» **What you are asked to do**: Find the line in the entries below that contains "let mut terminal = setup_terminal()?;". Repeat it exactly, and every line after it through the line that contains "if let Some(effect) = app.handle(action)".

» **Information supplied**:
--------------------

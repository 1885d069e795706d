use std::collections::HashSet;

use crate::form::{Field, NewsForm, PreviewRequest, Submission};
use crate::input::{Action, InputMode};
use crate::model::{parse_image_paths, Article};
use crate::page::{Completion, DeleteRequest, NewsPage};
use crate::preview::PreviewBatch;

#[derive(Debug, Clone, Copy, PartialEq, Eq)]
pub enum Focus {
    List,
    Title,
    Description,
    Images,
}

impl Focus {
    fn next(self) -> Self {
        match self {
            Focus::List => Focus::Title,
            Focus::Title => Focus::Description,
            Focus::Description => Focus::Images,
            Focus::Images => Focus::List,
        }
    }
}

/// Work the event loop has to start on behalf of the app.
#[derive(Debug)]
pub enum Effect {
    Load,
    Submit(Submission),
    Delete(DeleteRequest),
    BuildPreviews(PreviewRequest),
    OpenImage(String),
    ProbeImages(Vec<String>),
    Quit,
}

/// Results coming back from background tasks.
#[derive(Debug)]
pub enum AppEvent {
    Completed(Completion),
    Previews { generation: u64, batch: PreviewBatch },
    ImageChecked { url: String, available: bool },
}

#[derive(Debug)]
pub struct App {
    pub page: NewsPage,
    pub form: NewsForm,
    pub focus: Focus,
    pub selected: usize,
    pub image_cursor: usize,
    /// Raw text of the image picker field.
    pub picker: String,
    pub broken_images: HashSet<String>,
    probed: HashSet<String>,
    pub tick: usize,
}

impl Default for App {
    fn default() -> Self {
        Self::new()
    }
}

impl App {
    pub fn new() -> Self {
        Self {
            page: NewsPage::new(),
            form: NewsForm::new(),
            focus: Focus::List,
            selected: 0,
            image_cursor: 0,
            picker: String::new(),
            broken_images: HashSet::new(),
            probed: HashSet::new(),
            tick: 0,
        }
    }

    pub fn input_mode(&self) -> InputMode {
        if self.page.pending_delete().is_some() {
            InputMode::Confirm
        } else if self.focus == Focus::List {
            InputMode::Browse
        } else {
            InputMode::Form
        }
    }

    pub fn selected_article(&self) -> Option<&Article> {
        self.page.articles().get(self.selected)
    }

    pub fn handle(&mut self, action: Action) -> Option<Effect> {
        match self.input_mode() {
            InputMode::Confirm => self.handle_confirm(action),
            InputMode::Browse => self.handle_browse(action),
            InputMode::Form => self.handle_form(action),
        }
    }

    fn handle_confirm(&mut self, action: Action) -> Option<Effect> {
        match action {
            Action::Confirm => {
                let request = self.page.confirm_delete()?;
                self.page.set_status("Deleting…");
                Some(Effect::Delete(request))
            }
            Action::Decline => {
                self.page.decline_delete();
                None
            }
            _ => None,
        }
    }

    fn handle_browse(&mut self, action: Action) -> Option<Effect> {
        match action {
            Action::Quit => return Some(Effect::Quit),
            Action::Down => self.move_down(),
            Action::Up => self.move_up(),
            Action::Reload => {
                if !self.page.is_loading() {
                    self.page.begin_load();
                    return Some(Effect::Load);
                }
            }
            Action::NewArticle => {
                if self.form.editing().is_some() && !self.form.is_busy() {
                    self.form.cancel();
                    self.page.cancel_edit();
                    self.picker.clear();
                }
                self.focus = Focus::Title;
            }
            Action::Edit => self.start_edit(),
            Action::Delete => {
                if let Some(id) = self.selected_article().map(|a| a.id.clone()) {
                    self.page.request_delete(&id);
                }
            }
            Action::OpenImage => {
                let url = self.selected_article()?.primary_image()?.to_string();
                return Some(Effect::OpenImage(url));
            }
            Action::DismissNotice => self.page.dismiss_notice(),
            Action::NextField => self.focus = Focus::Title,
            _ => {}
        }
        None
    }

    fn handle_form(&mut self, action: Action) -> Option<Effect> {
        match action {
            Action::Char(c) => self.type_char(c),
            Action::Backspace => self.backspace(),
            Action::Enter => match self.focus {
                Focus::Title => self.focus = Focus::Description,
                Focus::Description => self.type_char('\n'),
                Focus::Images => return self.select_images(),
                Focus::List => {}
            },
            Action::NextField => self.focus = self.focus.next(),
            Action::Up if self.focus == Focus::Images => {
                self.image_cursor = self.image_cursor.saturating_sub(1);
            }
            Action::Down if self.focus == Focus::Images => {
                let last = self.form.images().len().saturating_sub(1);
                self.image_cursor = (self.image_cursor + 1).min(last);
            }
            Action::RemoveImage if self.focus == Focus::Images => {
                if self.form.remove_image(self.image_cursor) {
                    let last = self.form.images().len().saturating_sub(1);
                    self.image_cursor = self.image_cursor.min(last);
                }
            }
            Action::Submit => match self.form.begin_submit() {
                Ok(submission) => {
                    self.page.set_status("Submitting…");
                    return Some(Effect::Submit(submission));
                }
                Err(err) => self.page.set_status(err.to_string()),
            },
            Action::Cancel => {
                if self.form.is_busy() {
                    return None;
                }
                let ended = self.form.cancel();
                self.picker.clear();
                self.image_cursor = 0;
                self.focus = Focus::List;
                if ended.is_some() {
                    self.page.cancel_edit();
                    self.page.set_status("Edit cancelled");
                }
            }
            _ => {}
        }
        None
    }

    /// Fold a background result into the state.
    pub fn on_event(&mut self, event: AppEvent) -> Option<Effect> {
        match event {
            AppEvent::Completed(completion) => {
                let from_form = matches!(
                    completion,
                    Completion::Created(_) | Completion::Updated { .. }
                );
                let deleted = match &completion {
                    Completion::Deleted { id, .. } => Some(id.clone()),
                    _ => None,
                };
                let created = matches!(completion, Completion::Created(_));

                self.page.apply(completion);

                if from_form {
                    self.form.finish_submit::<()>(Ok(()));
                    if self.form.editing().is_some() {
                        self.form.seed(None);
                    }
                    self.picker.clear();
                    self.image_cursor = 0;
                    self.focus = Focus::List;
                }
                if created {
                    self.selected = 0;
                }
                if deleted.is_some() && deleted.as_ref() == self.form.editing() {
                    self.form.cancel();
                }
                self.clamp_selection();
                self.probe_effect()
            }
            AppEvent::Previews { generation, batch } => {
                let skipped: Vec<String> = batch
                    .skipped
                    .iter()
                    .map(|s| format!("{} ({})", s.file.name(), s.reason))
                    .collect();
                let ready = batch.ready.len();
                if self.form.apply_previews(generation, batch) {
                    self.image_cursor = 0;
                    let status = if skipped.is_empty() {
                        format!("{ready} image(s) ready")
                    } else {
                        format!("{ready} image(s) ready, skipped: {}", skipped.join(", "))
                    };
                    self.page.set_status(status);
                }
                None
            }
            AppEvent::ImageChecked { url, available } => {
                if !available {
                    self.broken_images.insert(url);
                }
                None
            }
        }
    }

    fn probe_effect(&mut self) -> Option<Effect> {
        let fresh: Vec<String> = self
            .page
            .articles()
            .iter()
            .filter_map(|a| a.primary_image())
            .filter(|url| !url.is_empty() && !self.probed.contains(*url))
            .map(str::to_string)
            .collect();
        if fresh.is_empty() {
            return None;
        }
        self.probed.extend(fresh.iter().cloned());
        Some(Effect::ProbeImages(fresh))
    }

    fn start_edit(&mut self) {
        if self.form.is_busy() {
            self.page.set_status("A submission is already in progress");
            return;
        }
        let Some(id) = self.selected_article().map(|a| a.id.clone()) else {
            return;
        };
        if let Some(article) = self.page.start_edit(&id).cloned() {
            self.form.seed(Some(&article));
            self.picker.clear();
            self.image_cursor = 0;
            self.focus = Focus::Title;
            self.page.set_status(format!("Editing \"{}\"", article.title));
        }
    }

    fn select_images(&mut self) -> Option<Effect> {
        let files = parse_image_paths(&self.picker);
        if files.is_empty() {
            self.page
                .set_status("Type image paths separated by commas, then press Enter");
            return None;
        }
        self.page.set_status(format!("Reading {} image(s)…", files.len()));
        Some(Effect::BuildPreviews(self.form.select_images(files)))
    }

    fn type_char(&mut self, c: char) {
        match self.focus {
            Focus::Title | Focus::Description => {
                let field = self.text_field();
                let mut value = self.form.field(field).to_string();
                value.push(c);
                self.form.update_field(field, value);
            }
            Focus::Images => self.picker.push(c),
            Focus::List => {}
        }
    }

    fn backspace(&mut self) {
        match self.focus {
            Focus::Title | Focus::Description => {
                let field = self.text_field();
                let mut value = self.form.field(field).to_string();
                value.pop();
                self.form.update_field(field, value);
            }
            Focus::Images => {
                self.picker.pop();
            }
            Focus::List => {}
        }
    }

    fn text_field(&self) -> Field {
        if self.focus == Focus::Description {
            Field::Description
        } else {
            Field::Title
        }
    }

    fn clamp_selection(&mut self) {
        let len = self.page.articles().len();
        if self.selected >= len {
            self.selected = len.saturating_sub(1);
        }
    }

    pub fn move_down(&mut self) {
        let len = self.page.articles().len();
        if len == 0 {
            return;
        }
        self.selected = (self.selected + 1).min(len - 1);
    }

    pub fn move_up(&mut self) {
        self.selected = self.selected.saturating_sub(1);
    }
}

--------------------

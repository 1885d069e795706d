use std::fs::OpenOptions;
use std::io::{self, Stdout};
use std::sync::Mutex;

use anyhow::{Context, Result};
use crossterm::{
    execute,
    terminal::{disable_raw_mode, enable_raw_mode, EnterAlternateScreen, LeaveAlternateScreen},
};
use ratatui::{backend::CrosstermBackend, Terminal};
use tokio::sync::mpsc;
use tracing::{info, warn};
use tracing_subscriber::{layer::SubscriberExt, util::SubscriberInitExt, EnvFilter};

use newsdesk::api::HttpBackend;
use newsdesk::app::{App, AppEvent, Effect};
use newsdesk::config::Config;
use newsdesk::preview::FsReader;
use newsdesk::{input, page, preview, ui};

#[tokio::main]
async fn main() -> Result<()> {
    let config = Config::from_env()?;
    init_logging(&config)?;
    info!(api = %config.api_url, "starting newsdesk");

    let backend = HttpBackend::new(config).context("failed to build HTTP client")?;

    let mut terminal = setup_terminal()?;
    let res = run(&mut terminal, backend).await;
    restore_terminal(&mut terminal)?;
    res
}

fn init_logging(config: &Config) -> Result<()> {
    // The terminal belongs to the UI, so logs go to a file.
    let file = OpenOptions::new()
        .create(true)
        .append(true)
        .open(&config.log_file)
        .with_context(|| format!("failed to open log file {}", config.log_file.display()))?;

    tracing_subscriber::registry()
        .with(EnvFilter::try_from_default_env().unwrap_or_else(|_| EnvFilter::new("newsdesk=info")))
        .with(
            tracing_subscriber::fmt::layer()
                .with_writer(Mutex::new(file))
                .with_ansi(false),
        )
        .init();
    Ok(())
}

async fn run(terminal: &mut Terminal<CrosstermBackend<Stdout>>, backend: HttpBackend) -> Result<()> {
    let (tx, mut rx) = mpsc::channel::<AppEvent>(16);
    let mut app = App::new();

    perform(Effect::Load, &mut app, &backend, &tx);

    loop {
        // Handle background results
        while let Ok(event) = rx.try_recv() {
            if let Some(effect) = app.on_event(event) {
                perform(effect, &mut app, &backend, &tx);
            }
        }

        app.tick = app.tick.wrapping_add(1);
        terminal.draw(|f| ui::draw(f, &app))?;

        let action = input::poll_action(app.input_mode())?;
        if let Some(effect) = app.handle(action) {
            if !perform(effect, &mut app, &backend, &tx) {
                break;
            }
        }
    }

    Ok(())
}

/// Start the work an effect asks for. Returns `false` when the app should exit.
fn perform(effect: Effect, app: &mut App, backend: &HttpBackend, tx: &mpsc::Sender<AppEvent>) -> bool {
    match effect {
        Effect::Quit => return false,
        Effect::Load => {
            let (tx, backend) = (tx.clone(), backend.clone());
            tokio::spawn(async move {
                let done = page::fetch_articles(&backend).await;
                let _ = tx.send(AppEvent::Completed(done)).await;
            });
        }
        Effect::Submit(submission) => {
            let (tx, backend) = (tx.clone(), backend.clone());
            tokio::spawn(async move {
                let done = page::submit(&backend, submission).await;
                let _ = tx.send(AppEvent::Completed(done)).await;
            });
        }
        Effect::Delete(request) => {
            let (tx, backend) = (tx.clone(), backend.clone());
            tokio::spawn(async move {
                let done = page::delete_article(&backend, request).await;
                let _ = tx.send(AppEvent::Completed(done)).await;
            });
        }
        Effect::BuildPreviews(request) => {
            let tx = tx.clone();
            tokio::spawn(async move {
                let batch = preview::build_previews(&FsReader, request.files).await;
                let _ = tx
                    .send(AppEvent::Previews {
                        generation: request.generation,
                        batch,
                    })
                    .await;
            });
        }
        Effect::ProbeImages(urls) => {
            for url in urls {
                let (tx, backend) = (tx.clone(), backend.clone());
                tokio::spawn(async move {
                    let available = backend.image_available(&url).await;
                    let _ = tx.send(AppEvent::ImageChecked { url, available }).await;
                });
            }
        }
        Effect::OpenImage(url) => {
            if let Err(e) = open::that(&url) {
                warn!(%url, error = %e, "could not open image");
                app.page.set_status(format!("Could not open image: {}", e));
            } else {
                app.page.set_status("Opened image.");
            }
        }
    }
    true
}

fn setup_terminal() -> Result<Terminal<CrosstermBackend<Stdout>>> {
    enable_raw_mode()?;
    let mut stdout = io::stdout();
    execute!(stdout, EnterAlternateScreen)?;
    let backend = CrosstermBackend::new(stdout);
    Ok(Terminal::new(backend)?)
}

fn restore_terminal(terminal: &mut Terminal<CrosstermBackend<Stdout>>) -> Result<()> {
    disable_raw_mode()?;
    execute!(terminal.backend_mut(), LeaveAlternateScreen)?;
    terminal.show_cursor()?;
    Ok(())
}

--------------------

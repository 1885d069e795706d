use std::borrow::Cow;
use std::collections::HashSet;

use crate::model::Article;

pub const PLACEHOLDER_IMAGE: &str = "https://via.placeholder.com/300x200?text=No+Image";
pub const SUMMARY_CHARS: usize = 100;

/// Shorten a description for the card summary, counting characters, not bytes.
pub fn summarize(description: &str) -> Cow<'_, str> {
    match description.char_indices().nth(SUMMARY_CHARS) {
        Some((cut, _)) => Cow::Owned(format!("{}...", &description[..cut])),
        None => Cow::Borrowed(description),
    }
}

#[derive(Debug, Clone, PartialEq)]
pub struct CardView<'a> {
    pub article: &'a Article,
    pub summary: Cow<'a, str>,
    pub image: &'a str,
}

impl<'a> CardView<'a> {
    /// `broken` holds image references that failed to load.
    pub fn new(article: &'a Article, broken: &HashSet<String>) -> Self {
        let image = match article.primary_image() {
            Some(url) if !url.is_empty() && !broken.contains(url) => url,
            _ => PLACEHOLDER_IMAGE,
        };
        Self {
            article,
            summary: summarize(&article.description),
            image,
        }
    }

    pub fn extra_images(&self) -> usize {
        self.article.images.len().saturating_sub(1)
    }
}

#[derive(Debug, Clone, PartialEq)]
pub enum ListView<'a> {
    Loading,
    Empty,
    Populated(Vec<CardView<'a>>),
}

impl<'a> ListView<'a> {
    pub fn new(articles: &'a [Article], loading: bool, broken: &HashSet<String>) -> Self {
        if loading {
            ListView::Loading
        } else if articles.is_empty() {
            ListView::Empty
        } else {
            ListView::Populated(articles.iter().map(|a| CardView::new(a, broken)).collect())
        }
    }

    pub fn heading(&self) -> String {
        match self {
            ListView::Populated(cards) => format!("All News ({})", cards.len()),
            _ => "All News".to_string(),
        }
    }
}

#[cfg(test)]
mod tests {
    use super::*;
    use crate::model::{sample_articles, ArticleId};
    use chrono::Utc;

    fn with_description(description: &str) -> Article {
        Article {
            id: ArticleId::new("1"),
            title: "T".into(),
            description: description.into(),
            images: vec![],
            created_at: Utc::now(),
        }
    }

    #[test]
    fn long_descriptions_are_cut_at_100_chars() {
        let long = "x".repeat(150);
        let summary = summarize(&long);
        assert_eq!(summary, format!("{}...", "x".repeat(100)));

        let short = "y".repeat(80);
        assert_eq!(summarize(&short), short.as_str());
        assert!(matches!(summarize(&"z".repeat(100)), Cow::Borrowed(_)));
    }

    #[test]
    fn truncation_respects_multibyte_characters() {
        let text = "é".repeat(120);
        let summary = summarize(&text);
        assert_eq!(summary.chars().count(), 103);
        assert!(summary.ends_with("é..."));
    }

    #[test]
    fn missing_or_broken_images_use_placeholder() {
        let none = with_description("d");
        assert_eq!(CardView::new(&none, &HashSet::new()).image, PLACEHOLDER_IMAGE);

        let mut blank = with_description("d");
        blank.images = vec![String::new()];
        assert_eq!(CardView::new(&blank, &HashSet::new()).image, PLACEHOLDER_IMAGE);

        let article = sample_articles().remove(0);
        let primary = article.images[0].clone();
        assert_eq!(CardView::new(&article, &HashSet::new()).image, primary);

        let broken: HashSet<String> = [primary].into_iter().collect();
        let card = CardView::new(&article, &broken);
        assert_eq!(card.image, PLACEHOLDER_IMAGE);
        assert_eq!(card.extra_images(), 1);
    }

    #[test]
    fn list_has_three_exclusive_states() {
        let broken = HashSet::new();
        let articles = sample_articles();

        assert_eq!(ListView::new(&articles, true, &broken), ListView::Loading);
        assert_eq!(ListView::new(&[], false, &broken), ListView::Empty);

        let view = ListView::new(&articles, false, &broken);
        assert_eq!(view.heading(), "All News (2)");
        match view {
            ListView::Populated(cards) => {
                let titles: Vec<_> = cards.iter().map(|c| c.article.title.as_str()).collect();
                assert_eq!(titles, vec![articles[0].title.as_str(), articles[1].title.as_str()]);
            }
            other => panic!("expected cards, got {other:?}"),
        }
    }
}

--------------------

» **Expected answer**:
    let mut terminal = setup_terminal()?;
    let res = run(&mut terminal, backend).await;
    restore_terminal(&mut terminal)?;
    res
}

fn init_logging(config: &Config) -> Result<()> {
    // The terminal belongs to the UI, so logs go to a file.
    let file = OpenOptions::new()
        .create(true)
        .append(true)
        .open(&config.log_file)
        .with_context(|| format!("failed to open log file {}", config.log_file.display()))?;

    tracing_subscriber::registry()
        .with(EnvFilter::try_from_default_env().unwrap_or_else(|_| EnvFilter::new("newsdesk=info")))
        .with(
            tracing_subscriber::fmt::layer()
                .with_writer(Mutex::new(file))
                .with_ansi(false),
        )
        .init();
    Ok(())
}

async fn run(terminal: &mut Terminal<CrosstermBackend<Stdout>>, backend: HttpBackend) -> Result<()> {
    let (tx, mut rx) = mpsc::channel::<AppEvent>(16);
    let mut app = App::new();

    perform(Effect::Load, &mut app, &backend, &tx);

    loop {
        // Handle background results
        while let Ok(event) = rx.try_recv() {
            if let Some(effect) = app.on_event(event) {
                perform(effect, &mut app, &backend, &tx);
            }
        }

        app.tick = app.tick.wrapping_add(1);
        terminal.draw(|f| ui::draw(f, &app))?;

        let action = input::poll_action(app.input_mode())?;
        if let Some(effect) = app.handle(action) {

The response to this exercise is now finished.